Savoir, Vouloir, Pouvoir
La rationalité du consommateur repose sur le triptyque SVP. Savoir comment évoluera le prix du kWh au cours de la journée à venir est aujourd’hui très facile. Mais Vouloir modifier sa consommation en utilisant cette information est beaucoup plus compliqué. D’abord à cause des coûts engendrés par cette veille : la consommation d’électricité est continue au long de la journée alors que la location d’un lieu de villégiature et l’achat d’un billet d’avion sont épisodiques. Par ailleurs, l’énergie ne représente qu’un tiers de la facture d’électricité, le reste allant à l’acheminement et aux taxes. Le gain net de la souscription à un tarif dynamique n’est donc substantiel que pour les gros consommateurs industriels et commerciaux. Enfin, il faut Pouvoir s’adapter, ce qui suppose soit d’être présent sur le lieu de consommation, soit de disposer d’appareils pilotables à distance et susceptibles de performances énergétiques suffisantes pour justifier le coût de leur installation. Et cette dernière condition nous ramène au triptyque SVP, cette fois à l’étape de l’acquisition des appareils à installer sur les lieux de consommation.
Errare humanum est
Le consommateur rationnel est donc un personnage rare, qu’on ne rencontre guère que dans les modèles de micro-économie et, à la rigueur, parmi les employés des services des achats des entreprises électro-intensives. Les juristes sont moins exigeants : ils ne demandent au consommateur que d’être « normalement informé et raisonnablement attentif et avisé, à l'égard d'un bien ou d'un service » (article L.121-1 du code de la consommation).

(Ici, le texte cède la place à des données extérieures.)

//! Uniform status reports for local and on-chain verification outcomes.

use std::error::Error as StdError;

use serde::Serialize;

use crate::domain::{ProofArtifact, VerificationResult};
use crate::infra::RelayError;

/// Deployment environment, taken from `NODE_ENV`.
#[derive(Debug, Clone, PartialEq, Eq)]
pub struct Environment(String);

impl Environment {
    pub fn new(name: impl Into<String>) -> Self {
        Self(name.into())
    }

    pub fn from_env() -> Self {
        Self::new(std::env::var("NODE_ENV").unwrap_or_else(|_| "development".to_string()))
    }

    pub fn name(&self) -> &str {
        &self.0
    }

    pub fn is_production(&self) -> bool {
        self.0.eq_ignore_ascii_case("production")
    }
}

impl Default for Environment {
    fn default() -> Self {
        Self::new("development")
    }
}

/// `{ success, message, details? }`
#[derive(Debug, Clone, PartialEq, Eq, Serialize)]
pub struct Report {
    pub success: bool,
    pub message: String,
    #[serde(skip_serializing_if = "Option::is_none")]
    pub details: Option<String>,
}

/// Turns outcomes into [`Report`]s. Error details are withheld in production.
#[derive(Debug, Clone, Default)]
pub struct Reporter {
    environment: Environment,
}

impl Reporter {
    pub fn new(environment: Environment) -> Self {
        Self { environment }
    }

    pub fn environment(&self) -> &Environment {
        &self.environment
    }

    /// A completed on-chain call is a success even when the contract said no;
    /// the verdict is in `result.is_valid` and in the message.
    pub fn report_result(&self, result: &VerificationResult) -> Report {
        let message = if result.is_valid {
            "Prova verificada com sucesso"
        } else {
            "Prova rejeitada pelo contrato verificador"
        };
        Report {
            success: true,
            message: message.to_string(),
            details: None,
        }
    }

    /// Report on a locally generated proof.
    pub fn report_artifact(&self, artifact: &ProofArtifact) -> Report {
        let message = if artifact.is_valid() {
            "Prova gerada e verificada localmente"
        } else {
            "Verificação local falhou"
        };
        Report {
            success: artifact.is_valid(),
            message: message.to_string(),
            details: None,
        }
    }

    pub fn report_error(&self, error: &(dyn StdError + 'static)) -> Report {
        let message = match error.downcast_ref::<RelayError>() {
            Some(relay) => relay.user_message(),
            None => error.to_string(),
        };
        Report {
            success: false,
            message,
            details: self.details(error),
        }
    }

    /// Full cause chain, one cause per line; `None` in production.
    pub fn details(&self, error: &(dyn StdError + 'static)) -> Option<String> {
        if self.environment.is_production() {
            return None;
        }
        let mut chain = vec![error.to_string()];
        let mut source = error.source();
        while let Some(cause) = source {
            chain.push(format!("caused by: {cause}"));
            source = cause.source();
        }
        Some(chain.join("\n"))
    }
}
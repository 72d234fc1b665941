//! REST API endpoints for the verification relay.

use axum::routing::{get, post};
use axum::Router;

use crate::server::AppState;

use super::handlers::{
    contract_info, health_check, verify_custom, verify_default, verify_inline,
};

/// Build the `/api` router.
pub fn router() -> Router<AppState> {
    Router::new()
        .route("/health", get(health_check))
        .route("/verify", post(verify_default))
        .route("/verify/custom", post(verify_custom))
        .route("/verify/inline", post(verify_inline))
        .route("/verify/contract-info", get(contract_info))
}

Quel comportement attendre de ce « consommateur moyen » ?
Au début de 2018, Engie proposait sur sa page d’accueil une réduction de 30% sur l’électricité le weekend (du vendredi minuit au dimanche minuit), accessible pour tout type de compteur. A la lecture de cette dernière mention, le consommateur rationnel s’esclaffe car il sait qu’il existe encore des compteurs « non-intelligents », qui se contentent de cumuler les consommations sur plusieurs mois et ne peuvent donc pas mesurer les soutirages du weekend pour leur appliquer la réduction promise. Il se dit que cette proposition commerciale ne peut être qu’une erreur, voire une pratique trompeuse ou déloyale, et il ne va donc pas plus loin dans l’exploration de cette offre. Mais le consommateur moyen, lui, ne possède pas le savoir nécessaire en matière de compteur. Il peut donc être appâté et chercher à souscrire un contrat qui n’est pas fait pour lui. C’est ce qu’a considéré le Tribunal judiciaire de Paris (26 janvier 2021), suite à une plainte de l’association ‘Consommation, Logement et Cadre de Vie’. Pourtant, si ce consommateur imparfaitement rationnel avait poursuivi son exploration de l’offre ‘Elec Weekend’, après quelques clics il serait tombé sur la mention explicite « grâce au compteur Linky », en contradiction avec « accessible pour tout type de compteur ». Autant dire qu’on est plus dans le domaine de l’erreur de rédaction que dans celle de la volonté de tromper.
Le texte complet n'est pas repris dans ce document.